● Exercise brief:
For the word "invoke", state how many lines of the data include it. Respond with the number only.

Stored items

*** Begin section ***

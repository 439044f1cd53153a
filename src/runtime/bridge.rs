//! Binds import table entries to engine functions.
//!
//! Every import is bound with the signature the module declares for it, so a
//! module may declare `puts` as `(i32) -> ()` or `(i32) -> i32` and still link.
//! Arguments are coerced from engine values on each call and the primitive's
//! result, if any, is written back in the declared result type.

use wasmtime::{AsContextMut, Caller, Func, FuncType, Store, Val, ValType};

use crate::error::{Error, Result};

use super::context::HostContext;
use super::hooks::{self, Signal};
use super::imports::{HostImport, ImportEntry};
use super::memory::AddressableMemory;
use super::primitives;

pub(crate) fn bind_import(
    store: &mut Store<HostContext>,
    entry: ImportEntry,
    ty: &FuncType,
) -> Result<Func> {
    match entry {
        ImportEntry::Implemented(import) => {
            check_signature(import, ty)?;
            let result_types: Vec<ValType> = ty.results().collect();
            Ok(Func::new(
                &mut *store,
                ty.clone(),
                move |mut caller, params, results| {
                    let value = invoke(import, &mut caller, params).map_err(wasmtime::Error::new)?;
                    store_results(results, &result_types, value);
                    Ok(())
                },
            ))
        }
        ImportEntry::Unsupported(name) => Ok(Func::new(
            &mut *store,
            ty.clone(),
            move |_caller, _params, _results| {
                tracing::warn!(target: "host.import", import = %name, "unsupported import called");
                Err(wasmtime::Error::new(hooks::unsupported(&name)))
            },
        )),
    }
}

/// Rejects declared signatures the import cannot be called through.
pub(crate) fn check_signature(import: HostImport, ty: &FuncType) -> Result<()> {
    let reject = |message: String| {
        Err(Error::ImportSignature {
            name: import.name().to_string(),
            message,
        })
    };
    let results = ty.results().len();
    if results > 1 {
        return reject(format!("declares {results} results, at most one is supported"));
    }
    if let Some(result) = ty.results().find(|ty| !is_numeric(ty)) {
        return reject(format!("declares non-numeric result `{result}`"));
    }
    match import.arity() {
        None => {
            if let Some(param) = ty.params().find(|ty| !is_numeric(ty)) {
                return reject(format!("declares non-numeric parameter `{param}`"));
            }
        }
        Some(arity) => {
            let declared = ty.params().len();
            if declared != arity {
                return reject(format!(
                    "expects {import}{}, module declares {declared} parameter(s)",
                    import.parameters()
                ));
            }
            if let Some(param) = ty.params().find(|ty| !is_integer(ty)) {
                return reject(format!("declares non-integer parameter `{param}`"));
            }
        }
    }
    Ok(())
}

fn invoke(
    import: HostImport,
    caller: &mut Caller<'_, HostContext>,
    params: &[Val],
) -> std::result::Result<Option<i64>, Signal> {
    tracing::trace!(target: "host.import", import = import.name(), args = params.len());
    match import {
        HostImport::Print => {
            let message = render_values(params);
            caller.data_mut().output_mut().flush(&message);
            Ok(None)
        }
        HostImport::Abort => Err(hooks::abort(caller.data_mut().exit_status_mut())),
        HostImport::Exit => {
            let [code] = params else {
                return Err(arity_mismatch(import));
            };
            let code = value_as_i32(code, "exit code")?;
            Err(hooks::exit(caller.data_mut().exit_status_mut(), code))
        }
        HostImport::Putchar => {
            let [ch] = params else {
                return Err(arity_mismatch(import));
            };
            let ch = value_as_i32(ch, "putchar ch")?;
            let written = primitives::emit_char(caller.data_mut().output_mut(), ch);
            Ok(Some(i64::from(written)))
        }
        HostImport::Puts => {
            let [addr] = params else {
                return Err(arity_mismatch(import));
            };
            let addr = value_as_u32(addr, "puts str")?;
            let (memory, context) = memory_view(caller)?;
            primitives::emit_cstring(&memory, context.output_mut(), addr)?;
            Ok(None)
        }
        HostImport::Memcpy | HostImport::Mempcpy => {
            let [dst, src, len] = params else {
                return Err(arity_mismatch(import));
            };
            let dst = value_as_u32(dst, "memcpy dest")?;
            let src = value_as_u32(src, "memcpy src")?;
            let len = value_as_u32(len, "memcpy len")?;
            let (mut memory, _) = memory_view(caller)?;
            let addr = if import == HostImport::Mempcpy {
                primitives::copy_returning_end(&mut memory, dst, src, len)?
            } else {
                primitives::copy(&mut memory, dst, src, len)?
            };
            Ok(Some(i64::from(addr)))
        }
        HostImport::Memset => {
            let [ptr, value, len] = params else {
                return Err(arity_mismatch(import));
            };
            let ptr = value_as_u32(ptr, "memset ptr")?;
            let value = value_as_i32(value, "memset value")?;
            let len = value_as_u32(len, "memset len")?;
            let (mut memory, _) = memory_view(caller)?;
            let addr = primitives::fill(&mut memory, ptr, value, len)?;
            Ok(Some(i64::from(addr)))
        }
        HostImport::Memcmp => {
            let [lhs, rhs, len] = params else {
                return Err(arity_mismatch(import));
            };
            let lhs = value_as_u32(lhs, "memcmp lhs")?;
            let rhs = value_as_u32(rhs, "memcmp rhs")?;
            let len = value_as_u32(len, "memcmp len")?;
            let (memory, _) = memory_view(caller)?;
            let ordering = primitives::compare(&memory, lhs, rhs, len)?;
            Ok(Some(i64::from(ordering)))
        }
        HostImport::Strchr => {
            let [addr, ch] = params else {
                return Err(arity_mismatch(import));
            };
            let addr = value_as_u32(addr, "strchr str")?;
            let ch = value_as_i32(ch, "strchr ch")?;
            let (memory, _) = memory_view(caller)?;
            let found = primitives::find_char(&memory, addr, ch)?;
            Ok(Some(i64::from(found)))
        }
        HostImport::Strcmp => {
            let [lhs, rhs] = params else {
                return Err(arity_mismatch(import));
            };
            let lhs = value_as_u32(lhs, "strcmp lhs")?;
            let rhs = value_as_u32(rhs, "strcmp rhs")?;
            let (memory, _) = memory_view(caller)?;
            let ordering = primitives::string_compare(&memory, lhs, rhs)?;
            Ok(Some(i64::from(ordering)))
        }
        HostImport::Strlen => {
            let [addr] = params else {
                return Err(arity_mismatch(import));
            };
            let addr = value_as_u32(addr, "strlen str")?;
            let (memory, _) = memory_view(caller)?;
            let len = primitives::string_length(&memory, addr)?;
            Ok(Some(i64::from(len)))
        }
    }
}

fn memory_view<'c>(
    caller: &'c mut Caller<'_, HostContext>,
) -> std::result::Result<(AddressableMemory<'c>, &'c mut HostContext), Signal> {
    let memory = caller
        .data()
        .memory()
        .ok_or_else(|| Signal::Unknown("no linear memory is bound to the host".into()))?;
    let (bytes, context) = memory.data_and_store_mut(caller.as_context_mut());
    Ok((AddressableMemory::new(bytes), context))
}

fn arity_mismatch(import: HostImport) -> Signal {
    Signal::Unknown(format!("{import} expects {}", import.parameters()))
}

fn is_integer(ty: &ValType) -> bool {
    matches!(ty, ValType::I32 | ValType::I64)
}

fn is_numeric(ty: &ValType) -> bool {
    matches!(ty, ValType::I32 | ValType::I64 | ValType::F32 | ValType::F64)
}

/// Address or count argument. `i32` values are reinterpreted as unsigned.
fn value_as_u32(value: &Val, context: &str) -> std::result::Result<u32, Signal> {
    match value {
        Val::I32(v) => Ok(u32::from_le_bytes(v.to_le_bytes())),
        Val::I64(v) => u32::try_from(*v)
            .map_err(|_| Signal::Unknown(format!("{context} received out-of-range value {v}"))),
        _ => Err(Signal::Unknown(format!("{context} expected integer argument"))),
    }
}

fn value_as_i32(value: &Val, context: &str) -> std::result::Result<i32, Signal> {
    match value {
        Val::I32(v) => Ok(*v),
        Val::I64(v) => i32::try_from(*v)
            .map_err(|_| Signal::Unknown(format!("{context} received out-of-range value {v}"))),
        _ => Err(Signal::Unknown(format!("{context} expected integer argument"))),
    }
}

fn render_values(params: &[Val]) -> String {
    params
        .iter()
        .map(|value| match value {
            Val::I32(v) => v.to_string(),
            Val::I64(v) => v.to_string(),
            Val::F32(bits) => f32::from_bits(*bits).to_string(),
            Val::F64(bits) => f64::from_bits(*bits).to_string(),
            other => format!("{other:?}"),
        })
        .collect::<Vec<_>>()
        .join(" ")
}

/// Writes `value` into every declared result slot, or zero when the
/// primitive produced nothing. `i32` slots receive the low 32 bits.
fn store_results(results: &mut [Val], types: &[ValType], value: Option<i64>) {
    let value = value.unwrap_or(0);
    for (slot, ty) in results.iter_mut().zip(types) {
        *slot = match ty {
            ValType::I64 => Val::I64(value),
            ValType::F32 => Val::F32(f32_from(value).to_bits()),
            ValType::F64 => Val::F64(f64_from(value).to_bits()),
            _ => Val::I32(low_i32(value)),
        };
    }
}

fn low_i32(value: i64) -> i32 {
    let bytes = value.to_le_bytes();
    i32::from_le_bytes([bytes[0], bytes[1], bytes[2], bytes[3]])
}

#[allow(clippy::cast_precision_loss)]
fn f32_from(value: i64) -> f32 {
    value as f32
}

#[allow(clippy::cast_precision_loss)]
fn f64_from(value: i64) -> f64 {
    value as f64
}

#[cfg(test)]
mod tests {
    use super::*;
    use wasmtime::Engine;

    fn func_type(params: &[ValType], results: &[ValType]) -> FuncType {
        FuncType::new(&Engine::default(), params.iter().cloned(), results.iter().cloned())
    }

    #[test]
    fn accepts_c_style_signatures() {
        let memcpy = func_type(&[ValType::I32, ValType::I32, ValType::I32], &[ValType::I32]);
        assert!(check_signature(HostImport::Memcpy, &memcpy).is_ok());

        let puts_void = func_type(&[ValType::I32], &[]);
        let puts_int = func_type(&[ValType::I32], &[ValType::I32]);
        assert!(check_signature(HostImport::Puts, &puts_void).is_ok());
        assert!(check_signature(HostImport::Puts, &puts_int).is_ok());

        let print_mixed = func_type(&[ValType::I64, ValType::F64], &[]);
        assert!(check_signature(HostImport::Print, &print_mixed).is_ok());
    }

    #[test]
    fn rejects_wrong_arity_and_types() {
        let strlen = func_type(&[ValType::I32, ValType::I32], &[ValType::I32]);
        let err = check_signature(HostImport::Strlen, &strlen).expect_err("arity");
        assert!(err.to_string().contains("strlen(str)"), "{err}");

        let exit = func_type(&[ValType::F32], &[]);
        assert!(check_signature(HostImport::Exit, &exit).is_err());

        let abort = func_type(&[], &[ValType::I32, ValType::I32]);
        assert!(check_signature(HostImport::Abort, &abort).is_err());
    }

    #[test]
    fn values_coerce_to_addresses() {
        assert_eq!(value_as_u32(&Val::I32(-1), "ctx"), Ok(u32::MAX));
        assert_eq!(value_as_u32(&Val::I64(42), "ctx"), Ok(42));
        assert!(value_as_u32(&Val::I64(-1), "ctx").is_err());
        assert!(value_as_i32(&Val::F32(0), "ctx").is_err());
    }

    #[test]
    fn print_renders_space_separated_values() {
        let rendered = render_values(&[
            Val::I32(-5),
            Val::I64(1 << 40),
            Val::F64(2.5f64.to_bits()),
        ]);
        assert_eq!(rendered, "-5 1099511627776 2.5");
        assert_eq!(render_values(&[]), "");
    }

    #[test]
    fn results_follow_declared_types() {
        let mut results = [Val::I32(0), Val::I64(0)];
        store_results(&mut results[..1], &[ValType::I32], Some(i64::from(u32::MAX)));
        assert!(matches!(results[0], Val::I32(-1)));
        store_results(&mut results[1..], &[ValType::I64], None);
        assert!(matches!(results[1], Val::I64(0)));
    }
}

*** End section ***

● Result:
2